R         Il n’était pas là.

Q         Pourquoi?

R         Peut-être parce qu’il avait bu quelques verres de plus et qu’il n’est pas entré dans le temple.

Q         Donc la formalité de don et prise en adoption n’a pas été réalisée?

R         Je vous ai dit que mon épouse est très intelligente et avait eu l’idée de cette adoption pour emmener le garçon.

Q         Depuis l’adoption, où a habité le garçon?

R         Dhowali-

Q         Chez vous?

R         Non pourquoi chez nous – c’est l’endroit où son père habitait auparavant.

Q         Et il habite toujours à cet endroit?

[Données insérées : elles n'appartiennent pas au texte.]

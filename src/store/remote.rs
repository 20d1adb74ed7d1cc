//! Remote Vector Store
//!
//! Backend that resolves vectors from the key-value service. One shared
//! connection, established lazily and guarded by an async mutex so
//! overlapping requests serialize their round trips without leaking state
//! into each other. Every batch of words is a single MGET.

use async_trait::async_trait;
use bytes::{Buf, Bytes};
use hashbrown::HashMap;
use tokio::sync::Mutex;
use tracing::debug;

use super::kv::KvClient;
use super::VectorStore;
use crate::error::{Error, Result};

/// Vector store backed by the remote key-value service.
pub struct RemoteStore {
    addr: String,
    dimension: usize,
    client: Mutex<Option<KvClient>>,
}

impl RemoteStore {
    /// Configure a store against `addr`. No I/O happens until first use.
    pub fn new(addr: impl Into<String>, dimension: usize) -> Self {
        Self {
            addr: addr.into(),
            dimension,
            client: Mutex::new(None),
        }
    }

    /// Expected dimension of every stored vector.
    pub fn dimension(&self) -> usize {
        self.dimension
    }

    /// Lock the connection slot, connecting first if needed. Idempotent.
    async fn connected(&self) -> Result<tokio::sync::MutexGuard<'_, Option<KvClient>>> {
        let mut guard = self.client.lock().await;
        if guard.is_none() {
            debug!(addr = %self.addr, "establishing key-value store connection");
            *guard = Some(KvClient::connect(&self.addr).await?);
        }
        Ok(guard)
    }

    fn decode_vector(&self, word: &str, raw: &Bytes) -> Result<Vec<f32>> {
        if raw.len() != self.dimension * 4 {
            return Err(Error::DataIntegrity(format!(
                "stored vector for {:?} is {} bytes, expected {} ({} x f32)",
                word,
                raw.len(),
                self.dimension * 4,
                self.dimension
            )));
        }
        let mut buf = raw.clone();
        let mut vector = Vec::with_capacity(self.dimension);
        while buf.has_remaining() {
            vector.push(buf.get_f32_le());
        }
        Ok(vector)
    }
}

#[async_trait]
impl VectorStore for RemoteStore {
    async fn get_vectors(&self, words: &[String]) -> Result<HashMap<String, Vec<f32>>> {
        let mut guard = self.connected().await?;
        let client = guard.as_mut().expect("connected() fills the slot");

        let values = client.mget(words).await?;

        let mut found = HashMap::new();
        for (word, value) in words.iter().zip(values) {
            if let Some(raw) = value {
                found.insert(word.clone(), self.decode_vector(word, &raw)?);
            }
        }
        Ok(found)
    }

    async fn filter_known(&self, words: &[String]) -> Result<Vec<String>> {
        let mut guard = self.connected().await?;
        let client = guard.as_mut().expect("connected() fills the slot");

        let values = client.mget(words).await?;
        Ok(words
            .iter()
            .zip(values)
            .filter_map(|(word, value)| value.map(|_| word.clone()))
            .collect())
    }

    async fn ping(&self) -> Result<()> {
        let mut guard = self.connected().await?;
        let client = guard.as_mut().expect("connected() fills the slot");
        client.ping().await
    }

    async fn close(&self) -> Result<()> {
        let mut guard = self.client.lock().await;
        if guard.take().is_some() {
            debug!(addr = %self.addr, "released key-value store connection");
        }
        Ok(())
    }
}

R         Non, il est venu habiter avec nous après la mort de son père, il y a environ 4 mois.

[…]

 

[7]               L’agent a ensuite téléphoné à Mme Kaur au Canada, et a noté, sous forme de paragraphe, que celle-ci [traduction] « a semblé être extrêmement sur la défensive lorsqu’elle répondait aux questions liées à l’adoption ». Après avoir terminé l’appel téléphonique avec Mme Kaur, l’agent a ensuite [traduction] « fait part de [ses] préoccupations à [M. Singh]. » L’agent a noté les préoccupations suivantes dans les notes versées au STIDI :

[traduction]

Vous et votre épouse étiez jeunes et n’avez pas été en mesure d’expliquer la nécessité d’adopter un enfant alors que vous pouviez avoir vos propres enfants.

 

L’adoption s’est faite dans l’intention d’aider l’enfant et non de créer une véritable relation parent-enfant.

 

Il n’y a pas eu de don et prise en adoption de l’enfant lors de la cérémonie.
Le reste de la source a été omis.